If you care about people on wireless connections, with less than perfect fiber connections, etc. a 500KB CSS file is going to add seconds to the total page load time and users will see it more often because the size will get it evicted from small caches more frequently. HTTP/2 won't help because the entire CSS file needs to be transferred before the page renders.


With HTTP2 you can add files to a request, if the user requests index.htm you can also send style.css in the same response. Versus the user first requesting index.htm, parses it, then request style.css. It's a pretty new feature, and will help a little bit with latency as it can save a round-trip.
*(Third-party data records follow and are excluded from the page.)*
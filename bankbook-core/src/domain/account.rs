//! Account state and the transition rules applied to it

use std::fmt;

use rust_decimal::Decimal;
use serde::Serialize;

use super::command::Command;
use super::rejection::Rejection;
use super::transaction::{Transaction, TransactionKind};

/// Largest loan the branch hands out without a visit
pub const DEFAULT_LOAN_LIMIT: Decimal = Decimal::from_parts(5000, 0, 0, false, 0);

/// Tunable rules the ledger enforces
#[derive(Debug, Clone, Copy, PartialEq, Eq, Serialize)]
pub struct LedgerPolicy {
    pub loan_limit: Decimal,
}

impl Default for LedgerPolicy {
    fn default() -> Self {
        Self {
            loan_limit: DEFAULT_LOAN_LIMIT,
        }
    }
}

/// Loan sub-state of an account
#[derive(Debug, Clone, Copy, PartialEq, Eq, Serialize)]
#[serde(tag = "status", content = "amount", rename_all = "snake_case")]
pub enum LoanStatus {
    NoLoan,
    Active(Decimal),
}

impl LoanStatus {
    /// "No Loan" or "Active ($5000.00)" with the given currency symbol
    pub fn describe(&self, symbol: &str) -> String {
        match self {
            LoanStatus::NoLoan => "No Loan".to_string(),
            LoanStatus::Active(amount) => format!("Active ({})", format_money(*amount, symbol)),
        }
    }
}

impl fmt::Display for LoanStatus {
    fn fmt(&self, f: &mut fmt::Formatter<'_>) -> fmt::Result {
        f.write_str(&self.describe("$"))
    }
}

/// Render an amount with two decimals, e.g. `$100.00`
pub fn format_money(amount: Decimal, symbol: &str) -> String {
    format!("{}{:.2}", symbol, amount)
}

/// Immutable snapshot of the account
///
/// Every accepted command produces a new snapshot; the previous one is left
/// as it was. Fields are read-only so the loan invariant
/// (`loan_amount > 0` exactly when `has_loan`) cannot be broken from outside.
#[derive(Debug, Clone, PartialEq, Eq, Default, Serialize)]
pub struct AccountState {
    balance: Decimal,
    has_loan: bool,
    loan_amount: Decimal,
    transactions: Vec<Transaction>,
}

impl AccountState {
    /// Fresh account: zero balance, no loan, empty history
    pub fn new() -> Self {
        Self::default()
    }

    pub fn balance(&self) -> Decimal {
        self.balance
    }

    pub fn has_loan(&self) -> bool {
        self.has_loan
    }

    pub fn loan_amount(&self) -> Decimal {
        self.loan_amount
    }

    /// Committed transactions in the order they were applied
    pub fn transactions(&self) -> &[Transaction] {
        &self.transactions
    }

    pub fn loan_status(&self) -> LoanStatus {
        if self.has_loan {
            LoanStatus::Active(self.loan_amount)
        } else {
            LoanStatus::NoLoan
        }
    }

    /// Apply a command under the default policy
    pub fn apply(&self, command: Command) -> ApplyOutcome {
        self.apply_with(&LedgerPolicy::default(), command)
    }

    /// Apply a command, returning the next snapshot or the reason it was refused
    ///
    /// Never fails: a rejected command yields an outcome holding a copy of
    /// this state unchanged.
    pub fn apply_with(&self, policy: &LedgerPolicy, command: Command) -> ApplyOutcome {
        match self.transition(policy, command) {
            Ok(next) => ApplyOutcome::accepted(next),
            Err(reason) => ApplyOutcome::rejected(self.clone(), reason),
        }
    }

    fn transition(
        &self,
        policy: &LedgerPolicy,
        command: Command,
    ) -> Result<AccountState, Rejection> {
        match command {
            Command::Deposit(amount) => {
                ensure_positive(amount)?;
                let balance = self
                    .balance
                    .checked_add(amount)
                    .ok_or(Rejection::InvalidAmount)?;
                Ok(self.commit(balance, self.loan_amount, TransactionKind::Deposit, amount))
            }
            Command::Withdraw(amount) => {
                ensure_positive(amount)?;
                if self.balance < amount {
                    return Err(Rejection::InsufficientFunds);
                }
                Ok(self.commit(
                    self.balance - amount,
                    self.loan_amount,
                    TransactionKind::Withdraw,
                    amount,
                ))
            }
            Command::Loan(amount) => {
                ensure_positive(amount)?;
                if amount > policy.loan_limit {
                    return Err(Rejection::LoanLimitExceeded {
                        limit: policy.loan_limit,
                    });
                }
                if self.has_loan {
                    return Err(Rejection::LoanAlreadyActive);
                }
                let balance = self
                    .balance
                    .checked_add(amount)
                    .ok_or(Rejection::InvalidAmount)?;
                Ok(self.commit(balance, amount, TransactionKind::Loan, amount))
            }
            Command::RepayLoan => {
                if !self.has_loan {
                    return Err(Rejection::NoActiveLoan);
                }
                if self.balance < self.loan_amount {
                    return Err(Rejection::InsufficientFundsForRepayment);
                }
                Ok(self.commit(
                    self.balance - self.loan_amount,
                    Decimal::ZERO,
                    TransactionKind::RepayLoan,
                    self.loan_amount,
                ))
            }
        }
    }

    fn commit(
        &self,
        balance: Decimal,
        loan_amount: Decimal,
        kind: TransactionKind,
        amount: Decimal,
    ) -> AccountState {
        let mut transactions = Vec::with_capacity(self.transactions.len() + 1);
        transactions.extend_from_slice(&self.transactions);
        transactions.push(Transaction::new(kind, amount));

        AccountState {
            balance,
            has_loan: loan_amount > Decimal::ZERO,
            loan_amount,
            transactions,
        }
    }

    /// Header view of the account, money rendered with `symbol`
    pub fn summary(&self, symbol: &str) -> AccountSummary {
        AccountSummary {
            balance: self.balance,
            has_loan: self.has_loan,
            loan_amount: self.loan_amount,
            loan_status: self.loan_status().describe(symbol),
            transaction_count: self.transactions.len(),
        }
    }
}

fn ensure_positive(amount: Decimal) -> Result<(), Rejection> {
    if amount > Decimal::ZERO {
        Ok(())
    } else {
        Err(Rejection::InvalidAmount)
    }
}

/// Result of applying one command
#[derive(Debug, Clone, PartialEq, Eq, Serialize)]
pub struct ApplyOutcome {
    state: AccountState,
    rejected: bool,
    reason: Option<Rejection>,
}

impl ApplyOutcome {
    fn accepted(state: AccountState) -> Self {
        Self {
            state,
            rejected: false,
            reason: None,
        }
    }

    fn rejected(state: AccountState, reason: Rejection) -> Self {
        Self {
            state,
            rejected: true,
            reason: Some(reason),
        }
    }

    /// The snapshot to hold from now on (unchanged if rejected)
    pub fn state(&self) -> &AccountState {
        &self.state
    }

    pub fn into_state(self) -> AccountState {
        self.state
    }

    pub fn is_rejected(&self) -> bool {
        self.rejected
    }

    pub fn reason(&self) -> Option<Rejection> {
        self.reason
    }
}

/// Account header: balance and loan status
#[derive(Debug, Clone, PartialEq, Eq, Serialize)]
pub struct AccountSummary {
    pub balance: Decimal,
    pub has_loan: bool,
    pub loan_amount: Decimal,
    pub loan_status: String,
    pub transaction_count: usize,
}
Wireless connections have had bad latency, but it's getting better. 15 years ago you could get 200+ ms latency on WiFi. today we are down to around 10-20ms. 15 years ago we only had 100Mbit fiber. If you live in a city today you can get 10Gbe. Meanwhile there are people surfing using satellite up-link, or very poor GSM, so there are strong contrasts. But they probably wont bother loading any CSS (which makes semantic HTML important).


You're assuming roughly a 50MBit/sec connection. What about people on mobile connections or in regions where 1MBit are barely achievable? Drop them over the edge? Ignore them? Might be a valid decision for your project, but for some people, bandwidth still matters.


> With 12,000 kb/s the user will hardly notice the difference.

Regular users enjoy only a fraction of those rates, particularly mobile users.

I really hope FE developers in general don't target such unrealistic rates.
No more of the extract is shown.